Figure 8. Role of splenic MZ, FO, and peritoneal, B1b B cells in DEX specific antibody response.

(A) Representative FACS profile of B6 mice reconstituted with either splenic MZ, FO, or peritoneal B1b B cells from naïve or E. cloacae primed V_HJ558 TG mice. Mice were immunized with E. cloacae 24 hours after reconstitution with each B cell population. (B) Numbers of IgMa+ λ1+ B cells recovered from the spleens of B6 recipient mice reconstituted with naïve MZ (91 +/- 13% TD6-4+), FO (25 +/- 10% TD6-4+), B1b (50 +/- 15% TD6-4+) (black) or antigen experienced (white) MZ (90 +/- 15 TD6-4+), FO (30 +/- 10% TD6-4+), or B1b B cells (90 +/- 10% TD6-4+) 3 days after E. cloacae immunization. (C) To calculate the fold expansion, numbers of J558 Id+ B cells in recipient mice 3 days after E. cloacae immunization.
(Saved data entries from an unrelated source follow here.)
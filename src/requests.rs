//! Builds the `Message` for every sign operation without touching a stream.

use crate::base::{Error, Message, Result};
use crate::cmds::*;
use crate::internals::*;
use crate::text::escape_text;
use crate::types::{DisplayMode, FileDescriptor};
use chrono::{NaiveDate, NaiveTime, Weekday};
use log::trace;

/// Checks that a file label fits in a single printable ASCII byte.
pub fn file_label(label: char) -> Result<u8> {
    if label.is_ascii() && !label.is_ascii_control() {
        Ok(label as u8)
    } else {
        Err(Error::InvalidArgument {
            description: format!("file label {:?} is not printable ASCII", label),
        })
    }
}

fn special(cmd: Command, sub_command: u8, arg: &[u8]) -> Message {
    let mut data = Vec::with_capacity(1 + arg.len());
    data.push(sub_command);
    data.extend_from_slice(arg);
    trace!(
        "Special function {:02X}/{:02X} with argument {:?}",
        cmd.selector(),
        sub_command,
        arg
    );
    Message {
        cmd: cmd.selector(),
        data,
    }
}

/// `label ++ ESC ++ 0x20 ++ mode code ++ escaped text`
pub fn write_text(label: char, mode: DisplayMode, text: &str) -> Result<Message> {
    let mut data = vec![file_label(label)?, ESC, LINE_POSITION_MIDDLE];
    data.extend_from_slice(mode.code());
    data.extend_from_slice(escape_text(text).as_bytes());
    Ok(Message {
        cmd: Command::WriteText.selector(),
        data,
    })
}

/// `label ++ escaped text`
pub fn write_string(label: char, text: &str) -> Result<Message> {
    let mut data = vec![file_label(label)?];
    data.extend_from_slice(escape_text(text).as_bytes());
    Ok(Message {
        cmd: Command::WriteString.selector(),
        data,
    })
}

pub fn set_time(time: NaiveTime) -> Message {
    special(
        Command::WriteSpecial,
        SPECIAL_SET_TIME,
        time.format("%H%M").to_string().as_bytes(),
    )
}

/// The day goes on the wire as one ASCII digit from the sign's table: `'1'` (Sunday) to `'7'` (Saturday).
pub fn set_weekday(day: Weekday) -> Message {
    special(
        Command::WriteSpecial,
        SPECIAL_SET_WEEKDAY,
        &[b'1' + day.num_days_from_sunday() as u8],
    )
}

pub fn set_date(date: NaiveDate) -> Message {
    special(
        Command::WriteSpecial,
        SPECIAL_SET_DATE,
        date.format("%m%d%y").to_string().as_bytes(),
    )
}

pub fn set_time_format(use_am_pm: bool) -> Message {
    let arg: &[u8] = if use_am_pm { b"S" } else { b"M" };
    special(Command::WriteSpecial, SPECIAL_TIME_FORMAT, arg)
}

pub fn sound(enabled: bool) -> Message {
    let arg: &[u8] = if enabled { b"FF" } else { b"00" };
    special(Command::WriteSpecial, SPECIAL_SPEAKER, arg)
}

pub fn soft_reset() -> Message {
    special(Command::WriteSpecial, SPECIAL_SOFT_RESET, &[])
}

/// The descriptors of the default layout: text files `A`..=`E`, string files `1`..=`10`.
pub fn default_memory_map() -> Vec<FileDescriptor> {
    let text_files = (0..SIGN_DEFAULT_TEXT_FILES)
        .map(|i| FileDescriptor::text((b'A' + i) as char, SIGN_DEFAULT_TEXT_FILE_SIZE));
    let string_files = (1..=SIGN_DEFAULT_STRING_FILES)
        .map(|i| FileDescriptor::string(i, SIGN_DEFAULT_STRING_FILE_SIZE));
    text_files.chain(string_files).collect()
}

/// Memory configuration for an arbitrary list of file slots.
pub fn set_memory_map_with(files: &[FileDescriptor]) -> Message {
    let mut layout = Vec::new();
    for file in files {
        file.write_into(&mut layout);
    }
    special(Command::WriteSpecial, SPECIAL_MEMORY_CONFIG, &layout)
}

pub fn set_memory_map() -> Message {
    set_memory_map_with(&default_memory_map())
}

pub fn read_error_register() -> Message {
    special(Command::ReadSpecial, SPECIAL_ERROR_REGISTER, &[])
}

pub fn read_memory_size() -> Message {
    special(Command::ReadSpecial, SPECIAL_MEMORY_SIZE, &[])
}
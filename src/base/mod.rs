mod channel;
mod error;
mod message;
mod traits;

pub use self::channel::*;
pub use self::error::{Error, Result};
pub use self::message::Message;
pub use self::traits::ProtocolEncoder;
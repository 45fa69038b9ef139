use crate::cmds::{ETX, STX};

/// Modulus of the running sum. The sign expects 65535, not a 16-bit wraparound at 65536.
const CHECKSUM_MODULUS: u32 = 65535;

/// Calculates the running 16-bit sum used by the Alpha sign protocol.
///
/// The sum covers the command selector and payload, plus the STX and ETX control codes
/// that frame them on the wire.
#[derive(Debug, Clone, PartialEq)]
pub struct Checksum {
    current: u32,
}

impl Checksum {
    /// Creates a new `Checksum` instance, seeded with the STX and ETX framing bytes.
    #[inline]
    pub fn new() -> Checksum {
        Checksum {
            current: (STX as u32 + ETX as u32) % CHECKSUM_MODULUS,
        }
    }

    /// Includes a slice of bytes in the checksum calculation.
    ///
    /// # Arguments
    ///
    /// * `data` - The byte slice to add to the running sum.
    #[inline]
    pub fn push_slice(&mut self, data: &[u8]) {
        for d in data {
            self.current = (self.current + *d as u32) % CHECKSUM_MODULUS;
        }
    }

    /// Returns the calculated checksum value, in `0..=65534`.
    #[inline]
    pub fn checksum(&self) -> u16 {
        self.current as u16
    }

    /// Returns the checksum as the four uppercase hex digits sent on the wire.
    pub fn to_hex(&self) -> [u8; 4] {
        let mut digits = [0u8; 4];
        digits.copy_from_slice(format!("{:04X}", self.checksum()).as_bytes());
        digits
    }
}

impl Default for Checksum {
    fn default() -> Self {
        Self::new()
    }
}

#[cfg(test)]
mod tests {
    use super::*;
    use proptest::prelude::*;

    fn hex_of(data: &[u8]) -> String {
        let mut checksum = Checksum::new();
        checksum.push_slice(data);
        String::from_utf8(checksum.to_hex().to_vec()).unwrap()
    }

    #[test]
    fn empty_payload_is_stx_plus_etx() {
        assert_eq!(hex_of(&[]), "0005");
    }

    #[test]
    fn sums_payload_bytes() {
        // 'E' (0x45) + ' ' (0x20) + "1230" + 2 + 3
        let expected = 0x45 + 0x20 + b'1' as u32 + b'2' as u32 + b'3' as u32 + b'0' as u32 + 5;
        assert_eq!(hex_of(b"E 1230"), format!("{:04X}", expected));
    }

    #[test]
    fn reduces_modulo_65535_not_65536() {
        // 257 * 0xFF + 5 = 65540, which is 5 past the modulus.
        let data = vec![0xFFu8; 257];
        assert_eq!(hex_of(&data), "0005");

        // 65535 exactly wraps to zero.
        let mut data = vec![0xFFu8; 256];
        data.push(0xFA);
        assert_eq!(hex_of(&data), "0000");
    }

    #[test]
    fn incremental_pushes_match_single_push() {
        let mut split = Checksum::new();
        split.push_slice(b"AA");
        split.push_slice(b"\x1b a");
        split.push_slice(b"Hello");

        let mut whole = Checksum::new();
        whole.push_slice(b"AA\x1b aHello");

        assert_eq!(split, whole);
    }

    proptest! {
        #[test]
        fn always_four_uppercase_hex_digits(data in proptest::collection::vec(any::<u8>(), 0..2048)) {
            let hex = hex_of(&data);
            prop_assert_eq!(hex.len(), 4);
            prop_assert!(hex.chars().all(|c| c.is_ascii_digit() || ('A'..='F').contains(&c)));
            prop_assert_eq!(&hex, &hex_of(&data));
        }

        #[test]
        fn matches_plain_sum_formula(data in proptest::collection::vec(any::<u8>(), 0..2048)) {
            let sum: u64 = data.iter().map(|b| *b as u64).sum::<u64>() + 2 + 3;
            prop_assert_eq!(hex_of(&data), format!("{:04X}", sum % 65535));
        }
    }
}
use chrono::Local;
use clap::{Parser, Subcommand};

use crate::{
    cli::{HomeAssistantArgs, SnapshotArgs, feed_current_states, settings::SettingsArgs},
    core::{engine::Tracker, snapshot, snapshot::Snapshot},
    prelude::*,
};

#[derive(Parser)]
pub struct ResetArgs {
    #[clap(flatten)]
    home_assistant: HomeAssistantArgs,

    #[clap(flatten)]
    settings: SettingsArgs,

    #[clap(flatten)]
    snapshot: SnapshotArgs,

    #[command(subcommand)]
    command: ResetCommand,
}

#[derive(Subcommand)]
pub enum ResetCommand {
    /// Zero the grid import tracking and re-arm the quota warnings.
    GridImport,

    /// Zero the benchmark and heat pump tracking.
    Benchmark,

    /// Zero the per-string production counters and power peaks.
    Strings,

    /// Discard the lifetime accumulators and seed them afresh from the meters.
    Bootstrap,
}

impl ResetArgs {
    pub async fn run(self) -> Result {
        let api = self.home_assistant.connect()?;
        let mut tracker = Tracker::new(self.settings.into_config());
        let today = Local::now().date_naive();
        let snapshot_file = self.snapshot.file();

        if let Some(document) = snapshot_file.read() {
            snapshot::restore(&mut tracker, &document, today);
        }
        feed_current_states(&api, &mut tracker, today).await?;

        match self.command {
            ResetCommand::GridImport => tracker.reset_grid_import(today),
            ResetCommand::Benchmark => tracker.reset_benchmark(today),
            ResetCommand::Strings => tracker.reset_strings(today),
            ResetCommand::Bootstrap => {
                ensure!(
                    tracker.rebootstrap(today),
                    "no production total available to seed from",
                );
            }
        }

        snapshot_file.write(&Snapshot::capture(&tracker).to_toml()?);
        info!("reset done");
        Ok(())
    }
}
Numbers of J558 Id+ B cells derived from naïve (black) and antigen experienced (white) MZ, FO, and B1b reconstituted recipients immunized with E. cloacae were calculated and divided by the initial numbers of the corresponding populations (D) CD138 expression by IgMa+ λ1+ B cells recovered from B6 recipient mice reconstituted with naïve or antigen experienced MZ (black line), FO (grey histogram), and B1b (black histogram) B cell subsets 3 days post E. cloacae immunization. (E) DEX specific IgMa antibody titers in recipient mice at 3 days post E. cloacae immunization for primary (closed circles) and secondary (open circles) DEX-specific antibody production. The amount of DEX-specific antibodies in the serum were displayed as micrograms/milliliter or ug/ml. All FACS plots and data (mean +/- SEM) are representative of 3 independent experiments containing 3 mice per group.